-- EXCERPTED DATA follows --

use std::fs;
use std::path::{Path, PathBuf};

use anyhow::{Context, Result};
use tracing::debug;

use crate::fetch::PageFetcher;

/// Raw page markup on disk, one `.html` file per key.
pub struct CacheStore {
    root: PathBuf,
}

pub struct CacheStats {
    pub entries: usize,
    pub bytes: u64,
}

impl CacheStore {
    /// Open the store, creating the root directory if needed.
    pub fn open(root: impl Into<PathBuf>) -> Result<Self> {
        let root = root.into();
        fs::create_dir_all(&root)
            .with_context(|| format!("Failed to create cache dir {}", root.display()))?;
        Ok(Self { root })
    }

    pub fn path_for(&self, key: &str) -> PathBuf {
        self.root.join(format!("{}.html", encode_key(key)))
    }

    pub fn get(&self, key: &str) -> Result<Option<String>> {
        let path = self.path_for(key);
        if !path.is_file() {
            return Ok(None);
        }
        let html = fs::read_to_string(&path)
            .with_context(|| format!("Failed to read cached page {}", path.display()))?;
        Ok(Some(html))
    }

    pub fn put(&self, key: &str, html: &str) -> Result<()> {
        let path = self.path_for(key);
        fs::write(&path, html)
            .with_context(|| format!("Failed to write cached page {}", path.display()))
    }
}

/// Count cached pages under `root` without creating it; a missing
/// directory is an empty cache.
pub fn stats_at(root: &Path) -> Result<CacheStats> {
    let mut stats = CacheStats { entries: 0, bytes: 0 };
    if !root.is_dir() {
        return Ok(stats);
    }
    for entry in fs::read_dir(root)
        .with_context(|| format!("Failed to read cache dir {}", root.display()))?
    {
        let entry = entry?;
        let path = entry.path();
        if path.extension().is_some_and(|e| e == "html") {
            stats.entries += 1;
            stats.bytes += entry.metadata()?.len();
        }
    }
    Ok(stats)
}

/// Filesystem-safe, injective file stem for a cache key.
///
/// ASCII alphanumerics, `.`, `_` and `-` pass through; every other byte is
/// written as `%XX`.
pub fn encode_key(key: &str) -> String {
    let mut out = String::with_capacity(key.len());
    for b in key.bytes() {
        match b {
            b'A'..=b'Z' | b'a'..=b'z' | b'0'..=b'9' | b'.' | b'_' | b'-' => out.push(b as char),
            _ => out.push_str(&format!("%{:02X}", b)),
        }
    }
    out
}

/// Cache-first page loading: the fetcher is only consulted on a miss.
pub struct CachedFetcher<F> {
    store: CacheStore,
    fetcher: F,
    host: String,
    pub hits: usize,
    pub misses: usize,
}

impl<F: PageFetcher> CachedFetcher<F> {
    pub fn new(store: CacheStore, fetcher: F, host: impl Into<String>) -> Self {
        Self {
            store,
            fetcher,
            host: host.into(),
            hits: 0,
            misses: 0,
        }
    }

    pub fn url_for(&self, link: &str) -> String {
        format!("{}{}", self.host, link)
    }

    /// Return the markup for `key`, fetching `link` on a miss and storing it.
    pub async fn load(&mut self, key: &str, link: &str, ready_selector: &str) -> Result<String> {
        if let Some(html) = self.store.get(key)? {
            debug!(key, "cache hit");
            self.hits += 1;
            return Ok(html);
        }

        self.misses += 1;
        let url = self.url_for(link);
        let html = self
            .fetcher
            .fetch(&url, ready_selector)
            .await
            .with_context(|| format!("Failed to fetch {}", url))?;
        self.store.put(key, &html)?;
        Ok(html)
    }
}
use std::fs::File;
use std::io::Write;
use std::path::Path;

use anyhow::{Context, Result};
use csv::{QuoteStyle, Writer, WriterBuilder};

use crate::model::Entity;

const HEADER: [&str; 3] = ["NAME", "LINK TO COUNTRY", "LINK TO MISSIONS"];

/// Whether a fully enriched entity belongs in the export.
pub fn qualifies(entity: &Entity) -> bool {
    entity.has_permanent_effect() && !entity.is_end_game_tag
}

/// Incremental CSV export; each qualifying entity is flushed as it is offered.
pub struct Exporter<W: Write> {
    writer: Writer<W>,
    host: String,
    pub rows: usize,
}

impl Exporter<File> {
    pub fn create(path: &Path, host: &str) -> Result<Self> {
        let file = File::create(path)
            .with_context(|| format!("Failed to create {}", path.display()))?;
        Self::new(file, host)
    }
}

impl<W: Write> Exporter<W> {
    pub fn new(inner: W, host: &str) -> Result<Self> {
        let mut writer = WriterBuilder::new()
            .quote_style(QuoteStyle::Always)
            .from_writer(inner);
        writer.write_record(HEADER)?;
        writer.flush()?;
        Ok(Self {
            writer,
            host: host.to_string(),
            rows: 0,
        })
    }

    /// Write `entity` if it qualifies. Returns whether a row was written.
    pub fn offer(&mut self, entity: &Entity) -> Result<bool> {
        if !qualifies(entity) {
            return Ok(false);
        }
        let absolute = |link: &Option<String>| {
            link.as_deref()
                .map(|l| format!("{}{}", self.host, l))
                .unwrap_or_default()
        };
        self.writer.write_record([
            entity.name.clone(),
            absolute(&entity.link),
            absolute(&entity.missions_link),
        ])?;
        self.writer.flush()?;
        self.rows += 1;
        Ok(true)
    }

    pub fn into_inner(self) -> Result<W> {
        self.writer
            .into_inner()
            .map_err(|e| anyhow::anyhow!("Failed to flush export: {}", e.error()))
    }
}
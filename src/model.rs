use serde::Serialize;

/// One row of the formable nations listing.
#[derive(Debug, Clone, Default, Serialize)]
pub struct Entity {
    pub name: String,
    pub link: Option<String>,
    pub region: String,
    pub culture: Option<String>,
    pub faith: Option<String>,
    pub relocates_capital: bool,
    pub has_missions: bool,
    pub is_end_game_tag: bool,
    pub notes: String,
    pub missions_link: Option<String>,
    pub tasks: Vec<Task>,
}

impl Entity {
    /// Cache key for the entity's detail page: the canonical link, or the
    /// display name when the listing row carried no anchor.
    pub fn cache_key(&self) -> &str {
        self.link.as_deref().unwrap_or(&self.name)
    }

    /// True when any task grants a permanent effect, directly or through
    /// the event it triggers.
    pub fn has_permanent_effect(&self) -> bool {
        self.tasks.iter().any(Task::grants_permanent_effect)
    }
}

/// One mission row from an entity's mission page.
#[derive(Debug, Clone, Default, Serialize)]
pub struct Task {
    pub description: String,
    pub requirement: String,
    pub effect: String,
    pub has_permanent_effect: bool,
    pub event: Option<EventLink>,
}

impl Task {
    pub fn has_event(&self) -> bool {
        self.event.is_some()
    }

    pub fn grants_permanent_effect(&self) -> bool {
        self.has_permanent_effect
            || self
                .event
                .as_ref()
                .and_then(|e| e.outcome.as_ref())
                .is_some_and(|o| o.is_permanent)
    }
}

/// Event named in a task's effect text.
#[derive(Debug, Clone, Default, Serialize)]
pub struct EventLink {
    pub name: String,
    /// Canonical link with the `#fragment` removed; `None` when the effect
    /// cell has no anchor carrying the event name.
    pub link: Option<String>,
    pub outcome: Option<EventOutcome>,
}

#[derive(Debug, Clone, Default, Serialize)]
pub struct EventOutcome {
    pub effect: String,
    pub is_permanent: bool,
}

#[cfg(test)]
mod tests {
    use super::*;

    fn task(permanent: bool, event_permanent: Option<bool>) -> Task {
        Task {
            has_permanent_effect: permanent,
            event: event_permanent.map(|p| EventLink {
                name: "Ev".into(),
                link: Some("/Ev".into()),
                outcome: Some(EventOutcome {
                    effect: String::new(),
                    is_permanent: p,
                }),
            }),
            ..Default::default()
        }
    }

    #[test]
    fn direct_permanence() {
        assert!(task(true, None).grants_permanent_effect());
        assert!(!task(false, None).grants_permanent_effect());
    }

    #[test]
    fn permanence_through_event() {
        assert!(task(false, Some(true)).grants_permanent_effect());
        assert!(!task(false, Some(false)).grants_permanent_effect());
    }

    #[test]
    fn unresolved_event_is_not_permanent() {
        let mut t = task(false, Some(true));
        t.event.as_mut().unwrap().outcome = None;
        assert!(t.has_event());
        assert!(!t.grants_permanent_effect());
    }

    #[test]
    fn cache_key_prefers_link() {
        let mut e = Entity {
            name: "Byzantium".into(),
            link: Some("/Byzantium".into()),
            ..Default::default()
        };
        assert_eq!(e.cache_key(), "/Byzantium");
        e.link = None;
        assert_eq!(e.cache_key(), "Byzantium");
    }
}
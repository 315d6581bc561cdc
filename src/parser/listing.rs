use std::sync::LazyLock;

use scraper::{Html, Selector};

use super::{element_text, row_cells, ExtractError, ANCHOR, ROW, TABLE};
use crate::model::Entity;

pub const LISTING_CAPTION: &str = "Non-colonial formable nations";
const LISTING_CELLS: usize = 8;

static CAPTION: LazyLock<Selector> = LazyLock::new(|| Selector::parse("caption").unwrap());

/// Read the formable nations table into entities, one result per data row.
///
/// Only tables whose caption is exactly [`LISTING_CAPTION`] are read.
pub fn extract(html: &str, page: &str) -> Vec<Result<Entity, ExtractError>> {
    let doc = Html::parse_document(html);
    let mut out = Vec::new();

    let tables = doc.select(&TABLE).filter(|t| {
        t.select(&CAPTION)
            .next()
            .is_some_and(|c| element_text(&c) == LISTING_CAPTION)
    });

    for table in tables {
        for (i, row) in table.select(&ROW).enumerate().skip(1) {
            let cells = match row_cells(row, LISTING_CELLS, page, i) {
                Ok(c) => c,
                Err(e) => {
                    out.push(Err(e));
                    continue;
                }
            };

            let text = |n: usize| element_text(&cells[n]);
            let optional = |n: usize| Some(text(n)).filter(|s| !s.is_empty());
            let yes = |n: usize| text(n) == "Yes";

            out.push(Ok(Entity {
                name: text(0),
                link: cells[0]
                    .select(&ANCHOR)
                    .next()
                    .and_then(|a| a.value().attr("href"))
                    .map(str::to_string),
                region: text(1),
                culture: optional(2),
                faith: optional(3),
                relocates_capital: yes(4),
                has_missions: yes(5),
                is_end_game_tag: yes(6),
                notes: text(7),
                ..Default::default()
            }));
        }
    }

    out
}

#[cfg(test)]
mod tests {
    use super::*;

    fn row(cells: &[&str]) -> String {
        let tds: String = cells.iter().map(|c| format!("<td>{}</td>", c)).collect();
        format!("<tr>{}</tr>", tds)
    }

    fn table(caption: &str, rows: &[String]) -> String {
        format!(
            "<table><caption> {} </caption><tr><th>Country</th><th>Region</th></tr>{}</table>",
            caption,
            rows.concat()
        )
    }

    fn byzantium() -> String {
        row(&[
            "<a href=\"/Byzantium\" title=\"Byzantium\">Byzantium</a>",
            "Balkans",
            "Greek",
            "Orthodox",
            "Yes",
            "Yes",
            "No",
            " Requires Constantinople ",
        ])
    }

    #[test]
    fn reads_positional_cells() {
        let html = format!("<html><body>{}</body></html>", table(LISTING_CAPTION, &[byzantium()]));
        let rows = extract(&html, "/Formable_countries");
        assert_eq!(rows.len(), 1);
        let e = rows[0].as_ref().unwrap();
        assert_eq!(e.name, "Byzantium");
        assert_eq!(e.link.as_deref(), Some("/Byzantium"));
        assert_eq!(e.region, "Balkans");
        assert_eq!(e.culture.as_deref(), Some("Greek"));
        assert_eq!(e.faith.as_deref(), Some("Orthodox"));
        assert!(e.relocates_capital);
        assert!(e.has_missions);
        assert!(!e.is_end_game_tag);
        assert_eq!(e.notes, "Requires Constantinople");
        assert!(e.tasks.is_empty());
    }

    #[test]
    fn booleans_require_exact_yes() {
        let r = row(&["Prussia", "Germany", "", "", "yes", "", "Yes ", ""]);
        let html = table(LISTING_CAPTION, &[r]);
        let rows = extract(&html, "listing");
        let e = rows[0].as_ref().unwrap();
        assert!(!e.relocates_capital);
        assert!(!e.has_missions);
        // cell text is trimmed before comparison
        assert!(e.is_end_game_tag);
        assert_eq!(e.culture, None);
        assert_eq!(e.faith, None);
        assert_eq!(e.link, None);
    }

    #[test]
    fn other_captions_are_ignored() {
        let html = format!(
            "{}{}",
            table("Colonial formable nations", &[byzantium()]),
            table("Non-colonial formable nations (old)", &[byzantium()])
        );
        assert!(extract(&html, "listing").is_empty());
    }

    #[test]
    fn short_row_is_reported() {
        let short = row(&["Rome", "Italy"]);
        let html = table(LISTING_CAPTION, &[short, byzantium()]);
        let rows = extract(&html, "/Formable_countries");
        assert_eq!(rows.len(), 2);
        assert_eq!(
            rows[0].as_ref().unwrap_err(),
            &ExtractError::ShapeMismatch {
                page: "/Formable_countries".into(),
                row: 1,
                expected: 8,
                found: 2,
            }
        );
        assert_eq!(rows[1].as_ref().unwrap().name, "Byzantium");
    }
}
use std::sync::LazyLock;

use regex::Regex;

use crate::model::{EventLink, EventOutcome, Task};
use crate::parser::missions::MissionRow;
use crate::parser::Anchor;

static PERMANENT_RE: LazyLock<Regex> = LazyLock::new(|| {
    Regex::new(r"(.*? rest of the game)|(.*? end of the game)|(.*? rest of the campaign)").unwrap()
});

// Alternatives are listed in priority order; the first non-empty group wins.
static EVENT_RE: LazyLock<Regex> = LazyLock::new(|| {
    Regex::new(concat!(
        r#"(?i)gets the event ["“”]([^"“”]+)["“”]"#,
        r#"|the event ["“”]([^"“”]+)["“”] happens"#,
        r#"|gets ["“”]([^"“”]+)["“”] event"#,
        r#"|gets the ["“”]([^"“”]+)["“”] event"#,
        r#"|trigger event ["“”]([^"“”]+)["“”]"#,
    ))
    .unwrap()
});

/// Whether the effect lasts for the remainder of the playthrough.
pub fn is_permanent(effect: &str) -> bool {
    PERMANENT_RE.is_match(effect)
}

/// Name of the event the effect triggers, if any.
pub fn event_name(effect: &str) -> Option<String> {
    let caps = EVENT_RE.captures(effect)?;
    (1..caps.len())
        .filter_map(|i| caps.get(i))
        .map(|m| m.as_str().trim())
        .find(|name| !name.is_empty())
        .map(str::to_string)
}

/// Link of the anchor whose text is the event name, without its fragment.
pub fn event_link(name: &str, links: &[Anchor]) -> Option<String> {
    links
        .iter()
        .find(|a| a.text.trim() == name)
        .map(|a| a.href.split('#').next().unwrap_or_default().to_string())
        .filter(|href| !href.is_empty())
}

pub fn classify_task(row: MissionRow) -> Task {
    let event = event_name(&row.effect).map(|name| EventLink {
        link: event_link(&name, &row.effect_links),
        name,
        outcome: None,
    });

    Task {
        has_permanent_effect: is_permanent(&row.effect),
        description: row.description,
        requirement: row.requirement,
        effect: row.effect,
        event,
    }
}

pub fn classify_outcome(effect: String) -> EventOutcome {
    EventOutcome {
        is_permanent: is_permanent(&effect),
        effect,
    }
}
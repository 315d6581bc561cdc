pub mod detail;
pub mod event;
pub mod listing;
pub mod missions;

use std::sync::LazyLock;

use regex::Regex;
use scraper::{ElementRef, Selector};
use thiserror::Error;

static WHITESPACE_RE: LazyLock<Regex> = LazyLock::new(|| Regex::new(r"\s+").unwrap());

pub(crate) static TABLE: LazyLock<Selector> = LazyLock::new(|| Selector::parse("table").unwrap());
pub(crate) static ROW: LazyLock<Selector> = LazyLock::new(|| Selector::parse("tr").unwrap());
pub(crate) static CELL: LazyLock<Selector> = LazyLock::new(|| Selector::parse("td").unwrap());
pub(crate) static ANCHOR: LazyLock<Selector> = LazyLock::new(|| Selector::parse("a").unwrap());

/// Structural problems found while reading a page. These are reported per
/// row or per page and never abort the crawl.
#[derive(Debug, Clone, PartialEq, Eq, Error)]
pub enum ExtractError {
    #[error("{page}: row {row} has {found} cells, expected at least {expected}")]
    ShapeMismatch {
        page: String,
        row: usize,
        expected: usize,
        found: usize,
    },
    #[error("{page}: missing {what}")]
    MissingElement { page: String, what: &'static str },
}

/// Anchor found inside a table cell.
#[derive(Debug, Clone, PartialEq, Eq)]
pub struct Anchor {
    pub text: String,
    pub href: String,
}

/// Collapse every whitespace run to a single space and trim the ends.
pub fn normalize_whitespace(s: &str) -> String {
    WHITESPACE_RE.replace_all(s.trim(), " ").into_owned()
}

pub(crate) fn element_text(el: &ElementRef) -> String {
    el.text().collect::<String>().trim().to_string()
}

/// Read the `td` cells of a row, failing when fewer than `expected` exist.
pub(crate) fn row_cells<'a>(
    row: ElementRef<'a>,
    expected: usize,
    page: &str,
    index: usize,
) -> Result<Vec<ElementRef<'a>>, ExtractError> {
    let cells: Vec<ElementRef> = row.select(&CELL).collect();
    if cells.len() < expected {
        return Err(ExtractError::ShapeMismatch {
            page: page.to_string(),
            row: index,
            expected,
            found: cells.len(),
        });
    }
    Ok(cells)
}

pub(crate) fn anchors(el: &ElementRef) -> Vec<Anchor> {
    el.select(&ANCHOR)
        .filter_map(|a| {
            let href = a.value().attr("href")?;
            Some(Anchor {
                text: element_text(&a),
                href: href.to_string(),
            })
        })
        .collect()
}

-- EXCERPTED DATA concluded --

_PROMPT_. Retype every line up to and including the one that contains "it; a missing", beginning at the first line of the records, with no edits.

_TASK RESPONSE_.
use std::fs;
use std::path::{Path, PathBuf};

use anyhow::{Context, Result};
use tracing::debug;

use crate::fetch::PageFetcher;

/// Raw page markup on disk, one `.html` file per key.
pub struct CacheStore {
    root: PathBuf,
}

pub struct CacheStats {
    pub entries: usize,
    pub bytes: u64,
}

impl CacheStore {
    /// Open the store, creating the root directory if needed.
    pub fn open(root: impl Into<PathBuf>) -> Result<Self> {
        let root = root.into();
        fs::create_dir_all(&root)
            .with_context(|| format!("Failed to create cache dir {}", root.display()))?;
        Ok(Self { root })
    }

    pub fn path_for(&self, key: &str) -> PathBuf {
        self.root.join(format!("{}.html", encode_key(key)))
    }

    pub fn get(&self, key: &str) -> Result<Option<String>> {
        let path = self.path_for(key);
        if !path.is_file() {
            return Ok(None);
        }
        let html = fs::read_to_string(&path)
            .with_context(|| format!("Failed to read cached page {}", path.display()))?;
        Ok(Some(html))
    }

    pub fn put(&self, key: &str, html: &str) -> Result<()> {
        let path = self.path_for(key);
        fs::write(&path, html)
            .with_context(|| format!("Failed to write cached page {}", path.display()))
    }
}

/// Count cached pages under `root` without creating it; a missing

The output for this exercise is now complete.